On April 5, 1914, with a brigade of twenty-six, La Cruz Blanca left Laredo for Torreón, Coahuila, via San Antonio and El Paso. On April 19, 1914, they established temporary hospitals in Torreón and formed new brigades in Durango, Santiago Papasquiaro, and San Pedro de las Colonias in Chihuahua. Several people from the original Laredo brigade journeyed across Mexico, including Severo Cantú, Angelita and Santos Esparza, Teresa G. Vda de Hernández, and the mother/daughter duos of Catarina and Luz Ibara and Margarita and Catarina de León. Some members of the Laredo brigade became heads of the new ones. For example, Elena Bauche Alcalde was the president of the La Cruz Blanca brigade in Chihuahua, and Mimi Eschausier was the president of the San Luis Potosí brigade. La Cruz Blanca also had an official photographer. Villegas de Magnón commissioned Eusebio Montoya to take photos of La Cruz Blanca and did not permit him to sell the negatives.
On May 20, 1914, Venustiano Carranza, the First Chief of the Constitutionalist Army, renamed La Cruz Blanca Constitucional to La Cruz Blanca Nacional. Villegas de Magnón was appointed the head of the organization. Despite the name change, La Cruz Blanca continued its medical relief duties with little to no change. However, when they arrived in Mexico City later that year, they were met with some opposition from the Mexican Red Cross. While in Mexico City, Villegas de Magnón wrote her resignation, essentially ending La Cruz Blanca’s mission in Mexico. Though she gave little detail about why she chose to resign, the presence of the Mexican Red Cross and La Cruz Blanca Neutral (Neutral White Cross founded in 1911 by Elena Arizmendi Mejía) signified that La Cruz Blanca Nacional was no longer needed in the interior. On September 14, 1914, La Cruz Blanca returned to Laredo. After Carranza’s death, Villegas de Magnón could no longer work for the Mexican government, and La Cruz Blanca dissolved.
Villegas de Magnón wrote a memoir about her time with La Cruz Blanca and the Mexican Revolution, however it proved difficult to publish. In 1951 and 1952, five different presses refused to publish Villegas de Magnón’s work. Eventually, Arte Publico Press published it posthumously in 1994. Villegas de Magnón’s words solidified La Cruz Blanca’s place in history.
Bibliography:
María Eugenia Guerra, Historic Laredo: An Illustrated History of Laredo & Webb County (San Antonio: Historical Publishing Network, 2001).
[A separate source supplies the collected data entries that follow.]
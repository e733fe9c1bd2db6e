use crate::api::messages::ai_error_response;
use crate::api::ErrorResponse;
use crate::auth::AuthUser;
use crate::db::DbPool;
use crate::get_conn;
use crate::quota;
use axum::{extract::State, http::StatusCode, response::IntoResponse, Json};
use heartglow_core::ai::generate_message;
use heartglow_core::draft::DEFAULT_TONE_INTENSITY;
use heartglow_core::{GenerationRequest, OpenAiClient};
use serde::{Deserialize, Serialize};
use std::sync::Arc;
use utoipa::ToSchema;

/// Inbound generation request. Every field defaults so that a missing one
/// reaches validation (which names it) instead of a bare deserialization
/// failure.
#[derive(Debug, Clone, Default, Deserialize, ToSchema)]
#[serde(default, rename_all = "camelCase")]
pub struct GenerateMessageRequest {
    pub recipient_name: String,
    pub relationship: String,
    pub intent: String,
    pub custom_intent: Option<String>,
    pub tone: String,
    pub tone_intensity: Option<u8>,
    pub format: String,
    pub format_length: String,
    pub special_circumstances: Option<String>,
    pub previous_message: Option<String>,
    pub user_feedback: Option<String>,
}

#[derive(Debug, Clone, Serialize, ToSchema)]
pub struct GenerateMessageResponse {
    pub message: String,
    pub insights: Vec<String>,
}

/// Validate the wire request and build the immutable core request.
/// Errors name the offending wire field.
fn build_request(req: &GenerateMessageRequest) -> Result<GenerationRequest, String> {
    let recipient_name = require_field(&req.recipient_name, "recipientName")?;
    let relationship = require_field(&req.relationship, "relationship")?;

    // A free-text intent stands in for the intent type when only it is given.
    let custom_intent = clean(&req.custom_intent);
    let intent = match require_field(&req.intent, "intent") {
        Ok(intent) => intent,
        Err(_) if custom_intent.is_some() => "custom".to_string(),
        Err(e) => return Err(e),
    };

    let tone = require_field(&req.tone, "tone")?;
    let tone_intensity = req.tone_intensity.unwrap_or(DEFAULT_TONE_INTENSITY);
    if !(1..=5).contains(&tone_intensity) {
        return Err(format!(
            "toneIntensity must be between 1 and 5, got {}",
            tone_intensity
        ));
    }

    let format = require_field(&req.format, "format")?;
    let format_length = require_field(&req.format_length, "formatLength")?;

    Ok(GenerationRequest {
        recipient_name,
        relationship,
        intent,
        custom_intent,
        tone,
        tone_intensity,
        format,
        format_length,
        special_circumstances: clean(&req.special_circumstances),
        previous_message: clean(&req.previous_message),
        user_feedback: clean(&req.user_feedback),
    })
}

fn require_field(value: &str, name: &'static str) -> Result<String, String> {
    let trimmed = value.trim();
    if trimmed.is_empty() {
        return Err(format!("{} is required", name));
    }
    Ok(trimmed.to_string())
}

fn clean(value: &Option<String>) -> Option<String> {
    value
        .as_deref()
        .map(str::trim)
        .filter(|s| !s.is_empty())
        .map(str::to_string)
}

/// Generate a message draft
///
/// Stateless with respect to message history: the result is returned to the
/// client, which saves it via POST /api/messages only if the user keeps it.
/// Counts against the per-user daily generation quota.
#[utoipa::path(
    post,
    path = "/api/messages/generate",
    tag = "messages",
    request_body = GenerateMessageRequest,
    responses(
        (status = 200, description = "Generated message with insights", body = GenerateMessageResponse),
        (status = 400, description = "Missing or invalid field", body = ErrorResponse),
        (status = 401, description = "Unauthorized", body = ErrorResponse),
        (status = 429, description = "Daily generation limit reached", body = ErrorResponse),
        (status = 500, description = "Configuration or internal failure", body = ErrorResponse),
        (status = 502, description = "AI provider rejected the request", body = ErrorResponse),
        (status = 503, description = "AI provider unreachable", body = ErrorResponse)
    ),
    security(("bearer_auth" = []))
)]
pub async fn generate(
    AuthUser(user): AuthUser,
    State(pool): State<Arc<DbPool>>,
    Json(req): Json<GenerateMessageRequest>,
) -> impl IntoResponse {
    let request = match build_request(&req) {
        Ok(r) => r,
        Err(message) => {
            return (
                StatusCode::BAD_REQUEST,
                Json(ErrorResponse { error: message }),
            )
                .into_response()
        }
    };

    let mut conn = get_conn!(pool);

    let today = chrono::Utc::now().date_naive();
    let count = match quota::check_and_increment(&mut conn, user.id, today) {
        Ok(count) => count,
        Err(e) => {
            tracing::error!("Failed to update usage counter: {}", e);
            return (
                StatusCode::INTERNAL_SERVER_ERROR,
                Json(ErrorResponse {
                    error: "Failed to update usage counter".to_string(),
                }),
            )
                .into_response();
        }
    };
    if !quota::within_limit(count, quota::daily_limit()) {
        return (
            StatusCode::TOO_MANY_REQUESTS,
            Json(ErrorResponse {
                error: "Daily generation limit reached".to_string(),
            }),
        )
            .into_response();
    }

    let client = match OpenAiClient::from_env() {
        Ok(c) => c,
        Err(e) => {
            tracing::warn!("AI client unavailable: {}", e);
            return (
                StatusCode::INTERNAL_SERVER_ERROR,
                Json(ErrorResponse {
                    error: "AI client is not configured".to_string(),
                }),
            )
                .into_response();
        }
    };

    match generate_message(&client, &request).await {
        Ok(result) => (
            StatusCode::OK,
            Json(GenerateMessageResponse {
                message: result.message,
                insights: result.insights,
            }),
        )
            .into_response(),
        Err(e) => {
            tracing::warn!("AI call failed: {}", e);
            ai_error_response(&e).into_response()
        }
    }
}

#[cfg(test)]
mod tests {
    use super::*;
    use heartglow_core::GenerationMode;

    fn full_request() -> GenerateMessageRequest {
        GenerateMessageRequest {
            recipient_name: "Sam".to_string(),
            relationship: "Friend".to_string(),
            intent: "gratitude".to_string(),
            tone: "warm".to_string(),
            tone_intensity: Some(3),
            format: "text".to_string(),
            format_length: "brief".to_string(),
            ..Default::default()
        }
    }

    #[test]
    fn test_build_request_passes_fields_through() {
        let request = build_request(&full_request()).unwrap();
        assert_eq!(request.recipient_name, "Sam");
        assert_eq!(request.tone_intensity, 3);
        assert_eq!(request.mode(), GenerationMode::Generate);
    }

    #[test]
    fn test_missing_field_named_in_error() {
        let mut req = full_request();
        req.recipient_name = "  ".to_string();
        let error = build_request(&req).unwrap_err();
        assert!(error.contains("recipientName"));
    }

    #[test]
    fn test_camel_case_wire_names() {
        let req: GenerateMessageRequest = serde_json::from_str(
            r#"{"recipientName": "Sam", "relationship": "Friend", "intent": "gratitude",
                "tone": "warm", "toneIntensity": 4, "format": "text", "formatLength": "brief"}"#,
        )
        .unwrap();
        assert_eq!(req.recipient_name, "Sam");
        assert_eq!(req.tone_intensity, Some(4));
    }

    #[test]
    fn test_intensity_defaults_and_validates() {
        let mut req = full_request();
        req.tone_intensity = None;
        assert_eq!(
            build_request(&req).unwrap().tone_intensity,
            DEFAULT_TONE_INTENSITY
        );

        req.tone_intensity = Some(0);
        assert!(build_request(&req).unwrap_err().contains("toneIntensity"));
    }

    #[test]
    fn test_custom_intent_substitutes_for_intent() {
        let mut req = full_request();
        req.intent = String::new();
        req.custom_intent = Some("wish them luck".to_string());
        let request = build_request(&req).unwrap();
        assert_eq!(request.intent, "custom");
        assert_eq!(request.effective_intent(), "wish them luck");
    }

    #[test]
    fn test_revision_fields_select_revise_mode() {
        let mut req = full_request();
        req.previous_message = Some("Thanks for everything.".to_string());
        req.user_feedback = Some("mention the concert".to_string());
        let request = build_request(&req).unwrap();
        assert_eq!(request.mode(), GenerationMode::Revise);
    }

    #[test]
    fn test_blank_optionals_are_dropped() {
        let mut req = full_request();
        req.special_circumstances = Some("   ".to_string());
        req.previous_message = Some(String::new());
        let request = build_request(&req).unwrap();
        assert!(request.special_circumstances.is_none());
        assert!(request.previous_message.is_none());
    }
}
pub mod connections;
pub mod messages;
pub mod public;

use serde::Serialize;
use utoipa::openapi::security::{Http, HttpAuthScheme, SecurityScheme};
use utoipa::{OpenApi, ToSchema};

/// Shared error response used by all endpoints
#[derive(Debug, Clone, Serialize, ToSchema)]
pub struct ErrorResponse {
    pub error: String,
}

/// Generate the complete OpenAPI spec by merging all module specs
pub fn openapi() -> utoipa::openapi::OpenApi {
    // Base spec with shared components and security
    #[derive(OpenApi)]
    #[openapi(components(schemas(ErrorResponse)))]
    struct BaseApi;

    let mut spec = BaseApi::openapi();

    // Add security scheme
    if let Some(components) = spec.components.as_mut() {
        components.add_security_scheme(
            "bearer_auth",
            SecurityScheme::Http(Http::new(HttpAuthScheme::Bearer)),
        );
    }

    // Merge in each module's spec
    let modules: Vec<utoipa::openapi::OpenApi> = vec![
        public::ApiDoc::openapi(),
        messages::ApiDoc::openapi(),
        connections::ApiDoc::openapi(),
    ];

    for module_spec in modules {
        // Merge paths
        spec.paths.paths.extend(module_spec.paths.paths);

        // Merge components (schemas)
        if let Some(module_components) = module_spec.components {
            if let Some(spec_components) = spec.components.as_mut() {
                spec_components.schemas.extend(module_components.schemas);
            }
        }
    }

    spec
}
//! Per-user daily generation quota, backed by the usage_counters table.

use chrono::NaiveDate;
use diesel::prelude::*;

use crate::models::NewUsageCounter;
use crate::schema::usage_counters;

pub const DEFAULT_DAILY_LIMIT: i32 = 100;

/// Daily generation limit, overridable via HEARTGLOW_DAILY_LIMIT.
pub fn daily_limit() -> i32 {
    std::env::var("HEARTGLOW_DAILY_LIMIT")
        .ok()
        .and_then(|v| v.parse().ok())
        .unwrap_or(DEFAULT_DAILY_LIMIT)
}

/// Count one request against the user's quota for `day` and return the
/// updated count. A single upsert does the read-modify-write, so two
/// concurrent requests cannot both claim the same slot.
pub fn check_and_increment(
    conn: &mut PgConnection,
    user_id: uuid::Uuid,
    day: NaiveDate,
) -> Result<i32, diesel::result::Error> {
    diesel::insert_into(usage_counters::table)
        .values(&NewUsageCounter {
            user_id,
            day,
            count: 1,
        })
        .on_conflict((usage_counters::user_id, usage_counters::day))
        .do_update()
        .set(usage_counters::count.eq(usage_counters::count + 1))
        .returning(usage_counters::count)
        .get_result(conn)
}

/// Whether a request that moved the counter to `count` is still allowed.
/// The count at exactly the limit is the last allowed request.
pub fn within_limit(count: i32, limit: i32) -> bool {
    count <= limit
}

#[cfg(test)]
mod tests {
    use super::*;

    #[test]
    fn test_limit_boundary() {
        assert!(within_limit(1, 100));
        assert!(within_limit(99, 100));
        assert!(within_limit(100, 100));
        assert!(!within_limit(101, 100));
    }

    #[test]
    fn test_zero_limit_blocks_everything() {
        assert!(!within_limit(1, 0));
    }
}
Judith N. McArthur and Harold L. Smith, Texas Through Women's Eyes: The Twentieth-Century Experience (Austin: University of Texas Press, 2010). Stephanie Mitchell and Patience A. Schell, eds., The Women's Revolution in Mexico, 1910–1953 (Lanham, Maryland: Rowman & Littlefield Publishers, Inc., 2007). Leonor Villegas de Magnón, Clara Lomas, ed., The Rebel (Houston: Arte Público Press, 1994).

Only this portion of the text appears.